Back in November I mentioned the Show Us A Better Way contest over in the UK – a government sponsored project in the form of a coding contest to encourage innovation around how best to publish government information online.
At that time, I wondered aloud about where a Canuck equivalent might be. After all, I think this is a great idea with lots of possibilities – not least of which is the idea of making it easier to get at government info. Government websites are notoriously difficult to use. I have lots of trouble finding what I’m looking for most of the time — and I’m on the inside.
Well, it looks like a NGO by the name of Visible Government is taking up the challenge.
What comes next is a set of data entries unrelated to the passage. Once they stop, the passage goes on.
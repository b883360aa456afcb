//! Active identity pointer storage
//!
//! The pointer is a single settings slot holding the URL of the identity
//! document that is active on this device. It is the only mutable state
//! shared between processes; writes are last-writer-wins.

use tokio::sync::broadcast;
use tracing::debug;

use crate::error::{AccountError, AccountResult};
use crate::storage::{OriginId, Storage, StorageEvent};
use crate::types::DocumentUrl;

/// Settings key holding the active identity document URL
pub const ACTIVE_POINTER_KEY: &str = "identity:activePointer";

/// A write to the pointer slot
#[derive(Debug, Clone, PartialEq, Eq)]
pub struct PointerChange {
    /// New pointer value, `None` when the slot was cleared
    pub value: Option<String>,
    /// Process that made the write
    pub origin: OriginId,
}

/// Pointer slot bound to one process
#[derive(Clone)]
pub struct PointerStore {
    storage: Storage,
    origin: OriginId,
}

impl PointerStore {
    pub fn new(storage: Storage, origin: OriginId) -> Self {
        Self { storage, origin }
    }

    pub fn origin(&self) -> OriginId {
        self.origin
    }

    /// Read the raw pointer value
    pub fn get_raw(&self) -> AccountResult<Option<String>> {
        self.storage.get_setting(ACTIVE_POINTER_KEY)
    }

    /// Read the pointer as a document URL.
    ///
    /// # Errors
    ///
    /// Returns `AccountError::Malformed` if the stored value is not a document URL.
    pub fn get(&self) -> AccountResult<Option<DocumentUrl>> {
        self.get_raw()?.map(|s| DocumentUrl::parse(&s)).transpose()
    }

    /// Replace the pointer.
    ///
    /// Setting the value already stored does not notify watchers.
    pub fn set(&self, url: &DocumentUrl) -> AccountResult<()> {
        if self
            .storage
            .put_setting(ACTIVE_POINTER_KEY, &url.to_string(), self.origin)?
        {
            debug!(%url, origin = %self.origin, "Wrote active pointer");
        }
        Ok(())
    }

    /// Clear the pointer
    pub fn clear(&self) -> AccountResult<()> {
        self.storage.remove_setting(ACTIVE_POINTER_KEY, self.origin)
    }

    /// Watch every write to the pointer slot, including our own
    pub fn watch(&self) -> PointerWatch {
        PointerWatch {
            events: self.storage.subscribe(),
        }
    }
}

/// Receiver of pointer writes
pub struct PointerWatch {
    events: broadcast::Receiver<StorageEvent>,
}

impl PointerWatch {
    /// Wait for the next pointer write.
    ///
    /// Returns `Ok(None)` once the storage is gone. Lagging is reported as an
    /// error so the caller can re-read the slot.
    pub async fn next(&mut self) -> AccountResult<Option<PointerChange>> {
        loop {
            match self.events.recv().await {
                Ok(StorageEvent::SettingChanged { key, value, origin })
                    if key == ACTIVE_POINTER_KEY =>
                {
                    return Ok(Some(PointerChange { value, origin }))
                }
                Ok(_) => continue,
                Err(broadcast::error::RecvError::Closed) => return Ok(None),
                Err(broadcast::error::RecvError::Lagged(n)) => {
                    return Err(AccountError::Storage(format!(
                        "pointer watch lagged by {} events",
                        n
                    )))
                }
            }
        }
    }
}
//! Account tokens for moving an identity between devices
//!
//! An account token is a human-copyable string that points at an identity
//! document:
//!
//! ```text
//! account:<percent-encoded label>/<document id>
//! ```
//!
//! The label is cosmetic (usually the contact's name). Only the document id
//! is load-bearing; the label never changes which document a token names,
//! but it must be in the exact percent-encoded form `encode` writes.
//!
//! This is a convenience mechanism, not a credential: anyone holding a token
//! can log in to the identity it points at.

use crate::error::AccountError;
use crate::types::{DocumentId, DocumentUrl};

/// Prefix for encoded account tokens
const TOKEN_PREFIX: &str = "account:";

/// A decoded account token
///
/// # Example
///
/// ```
/// use accountsync_core::token::AccountToken;
/// use accountsync_core::DocumentId;
///
/// let id = DocumentId::new();
/// let token = AccountToken::new(id, "Ada Lovelace");
/// let encoded = token.encode();
/// assert!(encoded.starts_with("account:Ada%20Lovelace/"));
///
/// let decoded: AccountToken = encoded.parse().unwrap();
/// assert_eq!(decoded.document_id(), id);
/// ```
#[derive(Debug, Clone, PartialEq, Eq)]
pub struct AccountToken {
    document_id: DocumentId,
    label: String,
}

impl AccountToken {
    pub fn new(document_id: DocumentId, label: impl Into<String>) -> Self {
        Self {
            document_id,
            label: label.into(),
        }
    }

    /// The identity document this token points at
    pub fn document_id(&self) -> DocumentId {
        self.document_id
    }

    /// URL of the identity document
    pub fn url(&self) -> DocumentUrl {
        self.document_id.url()
    }

    /// Display label carried by the token
    pub fn label(&self) -> &str {
        &self.label
    }

    /// Encode as `account:<label>/<id>`
    pub fn encode(&self) -> String {
        format!(
            "{}{}/{}",
            TOKEN_PREFIX,
            urlencoding::encode(&self.label),
            self.document_id.to_base58()
        )
    }

    /// Decode a token, rejecting anything outside the token grammar.
    ///
    /// # Errors
    ///
    /// Returns `AccountError::Malformed` if:
    /// - The string doesn't start with `account:`
    /// - There is no `/` separating label and identifier
    /// - The label is not valid percent-encoding, or not in the form
    ///   [`AccountToken::encode`] writes (raw `/`, spaces, lowercase escapes)
    /// - The identifier segment is empty or not a valid document id
    pub fn decode(s: &str) -> Result<Self, AccountError> {
        let s = s.trim();
        let rest = s.strip_prefix(TOKEN_PREFIX).ok_or_else(|| {
            AccountError::Malformed(format!(
                "Invalid prefix: expected '{}', got '{}'",
                TOKEN_PREFIX,
                s.chars().take(15).collect::<String>()
            ))
        })?;

        // Encoded labels never contain '/', so the last one is the separator.
        let (label, id) = rest
            .rsplit_once('/')
            .ok_or_else(|| AccountError::Malformed("missing '/' before document id".into()))?;

        if id.is_empty() {
            return Err(AccountError::Malformed("empty document id".into()));
        }

        let decoded = urlencoding::decode(label)
            .map_err(|e| AccountError::Malformed(format!("invalid label encoding: {}", e)))?
            .into_owned();
        // Only the exact form `encode` produces is accepted
        if urlencoding::encode(&decoded) != label {
            return Err(AccountError::Malformed(format!(
                "label '{}' is not percent-encoded",
                label
            )));
        }
        let document_id = DocumentId::from_base58(id)?;

        Ok(Self {
            document_id,
            label: decoded,
        })
    }
}

impl std::fmt::Display for AccountToken {
    fn fmt(&self, f: &mut std::fmt::Formatter<'_>) -> std::fmt::Result {
        f.write_str(&self.encode())
    }
}

impl std::str::FromStr for AccountToken {
    type Err = AccountError;

    fn from_str(s: &str) -> Result<Self, Self::Err> {
        Self::decode(s)
    }
}

/// Encode a document id and label as an account token
pub fn encode(document_id: DocumentId, label: &str) -> String {
    AccountToken::new(document_id, label).encode()
}

/// Decode an account token to the document id it points at
pub fn decode(token: &str) -> Result<DocumentId, AccountError> {
    AccountToken::decode(token).map(|t| t.document_id())
}
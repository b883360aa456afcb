//! Account manager - the active identity state machine
//!
//! `AccountManager` owns the active identity pointer and the handles of the
//! active identity and contact documents. It is constructed once per process
//! and passed to whatever needs it; there is no global account.
//!
//! ## State transitions
//!
//! ```text
//!            load()                      sign_up(name)
//!   (none) ─────────► Anonymous ────────────────────────► Registered
//!                        ▲  │ link_atproto(handle)             │
//!                        │  └──────────────────────────────────►│
//!             log_out()  │                                      │
//!   any ─────────────────┘         log_in(url) / root mismatch  │
//!   any ───────────────────────────────────────────────► whatever url holds
//! ```
//!
//! Every transition that changes the active identity writes the pointer and
//! publishes a new [`AccountSnapshot`] on a `watch` channel.
//!
//! # Example
//!
//! ```ignore
//! let storage = Storage::in_memory()?;
//! let origin = OriginId::new();
//! let repo = Arc::new(Repo::new(storage.clone(), origin));
//! let manager = AccountManager::new(repo, PointerStore::new(storage, origin), AccountConfig::default());
//!
//! manager.load().await?;
//! manager.sign_up("Ada", None)?;
//! let token = manager.token()?;
//! ```

mod link;
mod negotiate;

use std::sync::atomic::{AtomicU64, Ordering};
use std::sync::Arc;

use parking_lot::{Mutex, RwLock};
use tokio::sync::watch;
use tracing::{debug, info, warn};

use crate::atproto::{AtprotoProvider, AtprotoSession};
use crate::channel::RealtimeChannel;
use crate::config::AccountConfig;
use crate::error::{AccountError, AccountResult};
use crate::pointer::PointerStore;
use crate::repo::{DocHandle, Repo};
use crate::storage::{OriginId, Storage};
use crate::token::AccountToken;
use crate::types::{AccountDoc, ContactDoc, DocumentUrl, FileDoc, FolderDoc};

pub use link::LinkOutcome;
pub use negotiate::{SyncOutcome, SyncUnavailable};

/// Label used in tokens of anonymous accounts
const ANONYMOUS_LABEL: &str = "Anonymous";

/// Title of a new account's root folder
const ROOT_FOLDER_TITLE: &str = "My Documents";

/// Handles of the active identity
#[derive(Debug, Clone)]
struct ActiveAccount {
    account: DocHandle,
    contact: DocHandle,
}

/// Point-in-time view of the active account
#[derive(Debug, Clone, PartialEq, Eq)]
pub struct AccountSnapshot {
    /// Increases with every published snapshot
    pub generation: u64,
    pub account_url: DocumentUrl,
    pub contact_url: DocumentUrl,
    pub account: AccountDoc,
    pub contact: ContactDoc,
}

/// Result of validating an account token before logging in
#[derive(Debug, Clone, PartialEq, Eq)]
pub enum LoginCheck {
    /// The token does not decode
    Malformed(String),
    /// The identity or its contact does not resolve
    NotFound,
    /// The identity resolves but belongs to an anonymous contact
    Anonymous { url: DocumentUrl },
    /// The identity can be logged in to
    Ready { url: DocumentUrl, name: String },
}

impl LoginCheck {
    /// Whether a log-in with this token may be submitted
    pub fn is_submittable(&self) -> bool {
        matches!(self, LoginCheck::Ready { .. })
    }
}

/// Validate a sign-up name, returning it trimmed
pub fn validate_sign_up_name(name: &str) -> AccountResult<&str> {
    let name = name.trim();
    if name.is_empty() {
        return Err(AccountError::Malformed("name must not be empty".into()));
    }
    Ok(name)
}

/// Validate a handle or DID to link, returning it trimmed
pub fn validate_link_input(handle_or_did: &str) -> AccountResult<&str> {
    let input = handle_or_did.trim();
    if input.is_empty() {
        return Err(AccountError::Malformed("handle or DID must not be empty".into()));
    }
    Ok(input)
}

/// Owner of the active identity
pub struct AccountManager {
    repo: Arc<Repo>,
    pointer: PointerStore,
    config: AccountConfig,
    provider: Option<Arc<dyn AtprotoProvider>>,
    channel: Option<Arc<dyn RealtimeChannel>>,
    http: reqwest::Client,
    active: RwLock<Option<ActiveAccount>>,
    session: Mutex<Option<Arc<dyn AtprotoSession>>>,
    generation: AtomicU64,
    state_tx: watch::Sender<Option<AccountSnapshot>>,
}

impl AccountManager {
    /// Create a manager; call [`AccountManager::load`] before using it
    pub fn new(repo: Arc<Repo>, pointer: PointerStore, config: AccountConfig) -> Self {
        let (state_tx, _) = watch::channel(None);
        Self {
            repo,
            pointer,
            config,
            provider: None,
            channel: None,
            http: reqwest::Client::new(),
            active: RwLock::new(None),
            session: Mutex::new(None),
            generation: AtomicU64::new(0),
            state_tx,
        }
    }

    /// Open a manager whose documents and pointer share one storage.
    ///
    /// Writes are tagged with a fresh [`OriginId`] and `find` waits up to
    /// `config.find_timeout`.
    pub fn open(storage: Storage, config: AccountConfig) -> Self {
        let origin = OriginId::new();
        let repo = Repo::new(storage.clone(), origin).with_find_timeout(config.find_timeout);
        Self::new(Arc::new(repo), PointerStore::new(storage, origin), config)
    }

    /// Set the external identity provider (builder pattern)
    pub fn with_provider(mut self, provider: Arc<dyn AtprotoProvider>) -> Self {
        self.provider = Some(provider);
        self
    }

    /// Set the realtime channel used after sync negotiation (builder pattern)
    pub fn with_realtime_channel(mut self, channel: Arc<dyn RealtimeChannel>) -> Self {
        self.channel = Some(channel);
        self
    }

    pub fn repo(&self) -> &Arc<Repo> {
        &self.repo
    }

    pub fn pointer(&self) -> &PointerStore {
        &self.pointer
    }

    pub fn config(&self) -> &AccountConfig {
        &self.config
    }

    // ═══════════════════════════════════════════════════════════════════════
    // Observable state
    // ═══════════════════════════════════════════════════════════════════════

    /// The current snapshot, `None` before `load`
    pub fn snapshot(&self) -> Option<AccountSnapshot> {
        self.state_tx.borrow().clone()
    }

    /// Subscribe to snapshot updates; drop the receiver to unsubscribe
    pub fn subscribe(&self) -> watch::Receiver<Option<AccountSnapshot>> {
        self.state_tx.subscribe()
    }

    /// URL of the active identity document
    pub fn active_url(&self) -> Option<DocumentUrl> {
        self.active.read().as_ref().map(|a| a.account.url())
    }

    /// URL of the active contact document
    pub fn active_contact_url(&self) -> Option<DocumentUrl> {
        self.active.read().as_ref().map(|a| a.contact.url())
    }

    /// The external provider session of the last successful link
    pub fn session(&self) -> Option<Arc<dyn AtprotoSession>> {
        self.session.lock().clone()
    }

    fn current(&self) -> AccountResult<ActiveAccount> {
        self.active
            .read()
            .clone()
            .ok_or_else(|| AccountError::InvalidState("no active account; call load() first".into()))
    }

    /// Re-read the active documents and publish a new snapshot
    pub fn refresh(&self) -> AccountResult<AccountSnapshot> {
        let active = self.current()?;
        self.publish(&active)
    }

    fn publish(&self, active: &ActiveAccount) -> AccountResult<AccountSnapshot> {
        let snapshot = AccountSnapshot {
            generation: self.generation.fetch_add(1, Ordering::SeqCst) + 1,
            account_url: active.account.url(),
            contact_url: active.contact.url(),
            account: active.account.doc()?,
            contact: active.contact.doc()?,
        };
        self.state_tx.send_replace(Some(snapshot.clone()));
        Ok(snapshot)
    }

    /// Swap in a new active identity, persist the pointer and publish
    fn activate(&self, next: ActiveAccount) -> AccountResult<AccountSnapshot> {
        self.pointer.set(&next.account.url())?;
        *self.active.write() = Some(next.clone());
        self.publish(&next)
    }

    // ═══════════════════════════════════════════════════════════════════════
    // Lifecycle
    // ═══════════════════════════════════════════════════════════════════════

    /// Load the identity named by the pointer, creating one on first run.
    ///
    /// A pointer that is malformed or names an identity that does not resolve
    /// is replaced by a fresh anonymous identity.
    pub async fn load(&self) -> AccountResult<AccountSnapshot> {
        let stored = match self.pointer.get() {
            Ok(url) => url,
            Err(e) => {
                warn!(error = %e, "Ignoring malformed active pointer");
                None
            }
        };

        if let Some(url) = stored {
            match self.resolve(&url).await {
                Ok(active) => {
                    self.backfill_root_folder(&active)?;
                    info!(%url, "Loaded existing account");
                    return self.activate(active);
                }
                Err(AccountError::NotFound(what)) => {
                    warn!(%url, missing = %what, "Stored account did not resolve, creating a new one");
                }
                Err(e) => return Err(e),
            }
        }

        let active = self.create_account()?;
        info!(url = %active.account.url(), "Created new anonymous account");
        self.activate(active)
    }

    /// Resolve an identity document and its contact
    async fn resolve(&self, url: &DocumentUrl) -> AccountResult<ActiveAccount> {
        let account = self.repo.find(url).await?;
        let contact_url = account
            .doc::<AccountDoc>()?
            .contact_url
            .ok_or_else(|| AccountError::NotFound(format!("{} has no contact", url)))?;
        let contact = self.repo.find(&contact_url).await?;
        Ok(ActiveAccount { account, contact })
    }

    /// Legacy identities may predate the root folder
    fn backfill_root_folder(&self, active: &ActiveAccount) -> AccountResult<()> {
        if active.account.doc::<AccountDoc>()?.root_folder_url.is_some() {
            return Ok(());
        }
        let folder = self
            .repo
            .create_with(|doc| FolderDoc::init(doc, ROOT_FOLDER_TITLE))?;
        active
            .account
            .change(|doc| AccountDoc::set_root_folder(doc, &folder.url()))?;
        info!(account = %active.account.url(), folder = %folder.url(), "Backfilled root folder");
        Ok(())
    }

    /// Create identity, anonymous contact and root folder documents
    fn create_account(&self) -> AccountResult<ActiveAccount> {
        let contact = self.repo.create_with(ContactDoc::init_anonymous)?;
        let folder = self
            .repo
            .create_with(|doc| FolderDoc::init(doc, ROOT_FOLDER_TITLE))?;
        let account = self
            .repo
            .create_with(|doc| AccountDoc::init(doc, &contact.url(), &folder.url()))?;
        Ok(ActiveAccount { account, contact })
    }

    // ═══════════════════════════════════════════════════════════════════════
    // Operations
    // ═══════════════════════════════════════════════════════════════════════

    /// Register the active anonymous account under `name`.
    ///
    /// # Errors
    ///
    /// - `AccountError::Malformed` if the name is empty
    /// - `AccountError::InvalidState` if the account is already registered
    pub fn sign_up(&self, name: &str, avatar: Option<FileDoc>) -> AccountResult<AccountSnapshot> {
        let name = validate_sign_up_name(name)?;
        let active = self.current()?;

        if active.contact.doc::<ContactDoc>()?.is_registered() {
            return Err(AccountError::InvalidState(
                "account is already registered".into(),
            ));
        }

        let avatar_url = match avatar {
            Some(file) => {
                let handle = self.repo.create_with(|doc| file.write(doc))?;
                debug!(url = %handle.url(), bytes = file.contents.len(), "Stored avatar");
                Some(handle.url())
            }
            None => None,
        };

        active
            .contact
            .change(|doc| ContactDoc::register(doc, name, avatar_url.as_ref()))?;
        info!(account = %active.account.url(), name, "Signed up");
        self.publish(&active)
    }

    /// Switch the active identity to `url`.
    ///
    /// # Errors
    ///
    /// Returns `AccountError::NotFound` if the identity or its contact does not
    /// resolve within the find timeout. The active identity is unchanged.
    pub async fn log_in(&self, url: &DocumentUrl) -> AccountResult<AccountSnapshot> {
        let next = self.resolve(url).await?;
        info!(%url, "Logging in");
        self.activate(next)
    }

    /// Adopt the identity another process switched the pointer to.
    ///
    /// Unlike [`AccountManager::log_in`] the pointer is not written, so
    /// following a switch never looks like a new switch to other processes.
    /// Returns `None` if the pointer moved on while the identity resolved.
    pub(crate) async fn follow_pointer(
        &self,
        url: &DocumentUrl,
    ) -> AccountResult<Option<AccountSnapshot>> {
        let next = self.resolve(url).await?;
        if self.pointer.get().ok().flatten() != Some(*url) {
            debug!(%url, "Pointer moved on before the identity resolved");
            return Ok(None);
        }
        *self.active.write() = Some(next.clone());
        self.publish(&next).map(Some)
    }

    /// Decode an account token and log in to the identity it names.
    ///
    /// Returns `AccountError::Malformed` for tokens that do not decode.
    pub async fn log_in_with_token(&self, token: &str) -> AccountResult<AccountSnapshot> {
        let token = AccountToken::decode(token)?;
        self.log_in(&token.url()).await
    }

    /// Replace the active identity with a brand-new anonymous one.
    ///
    /// The previous identity is left as it is.
    pub fn log_out(&self) -> AccountResult<AccountSnapshot> {
        let previous = self.active_url();
        let next = self.create_account()?;
        *self.session.lock() = None;
        info!(?previous, url = %next.account.url(), "Logged out");
        self.activate(next)
    }

    /// Token for moving the active identity to another device
    pub fn token(&self) -> AccountResult<AccountToken> {
        let active = self.current()?;
        let contact = active.contact.doc::<ContactDoc>()?;
        let label = contact.name().unwrap_or(ANONYMOUS_LABEL);
        Ok(AccountToken::new(active.account.id(), label))
    }

    /// Check whether a token may be used to log in
    pub async fn check_login(&self, token: &str) -> LoginCheck {
        let token = match AccountToken::decode(token) {
            Ok(token) => token,
            Err(e) => return LoginCheck::Malformed(e.to_string()),
        };
        let url = token.url();

        let contact = match self.resolve(&url).await {
            Ok(active) => active.contact.doc::<ContactDoc>(),
            Err(e) => {
                debug!(%url, error = %e, "Login check did not resolve");
                return LoginCheck::NotFound;
            }
        };

        match contact {
            Ok(ContactDoc::Registered(contact)) => LoginCheck::Ready {
                url,
                name: contact.name,
            },
            Ok(ContactDoc::Anonymous) => LoginCheck::Anonymous { url },
            Err(_) => LoginCheck::NotFound,
        }
    }
}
From a post earlier today on the Visible Government blog (sorry can’t get an exact link, their blog is a bit bizarre that way):
VisibleGovernment.ca hopes to soon be hosting similar contests for Canada. As part of our ‘Travel and Hospitality Expense Visualizer’ project, we’ve been collecting records on government Travel and Hospitality expenses from over 100 different federal departments. We hosted a coding event for this project in November, where we piqued the interest of several Montreal coders who have contributed their time. So far, we’ve collected over 30 000 records and counting. The Travel and Hospitality Expense DB is one data set that could be used for an open-government data mash-up contest in Canada. Others include:
- the parliamentary voting records compiled by OurParliament
- the parliamentary bill RSS feed, which is usually published by LegisInfo (but doesn’t seem to be available at time of writing.)
- MP member info and other RSS feeds from HowdTheyVote
Are there others? If you know of any, please join the discussion at visiblegovernment-discuss, or mail them to me at jennifer@visiblegovernment.ca
There doesn’t appear to be a specific timeline for when Visible Government plans to get a Canuck government 2.0 coding challenge underway. It’s not clear either whether there would be any direct participation from government or whether the idea is to create strictly non-governmental mashups that pull government data sources.
More background: Visible Government describes itself as a “non-partisan grass-roots organization dedicated to promoting the planning, funding, and implementation of online tools for government transparency in Canada.” Sounds kinda like a Canuck version of the UK’s mysociety.org or OpenSecrets.org down in the US. Projects in the works (mostly in the planning stages right now) include ibelieveinopen.ca and sites for tracking public expense disclosures and access to information requests.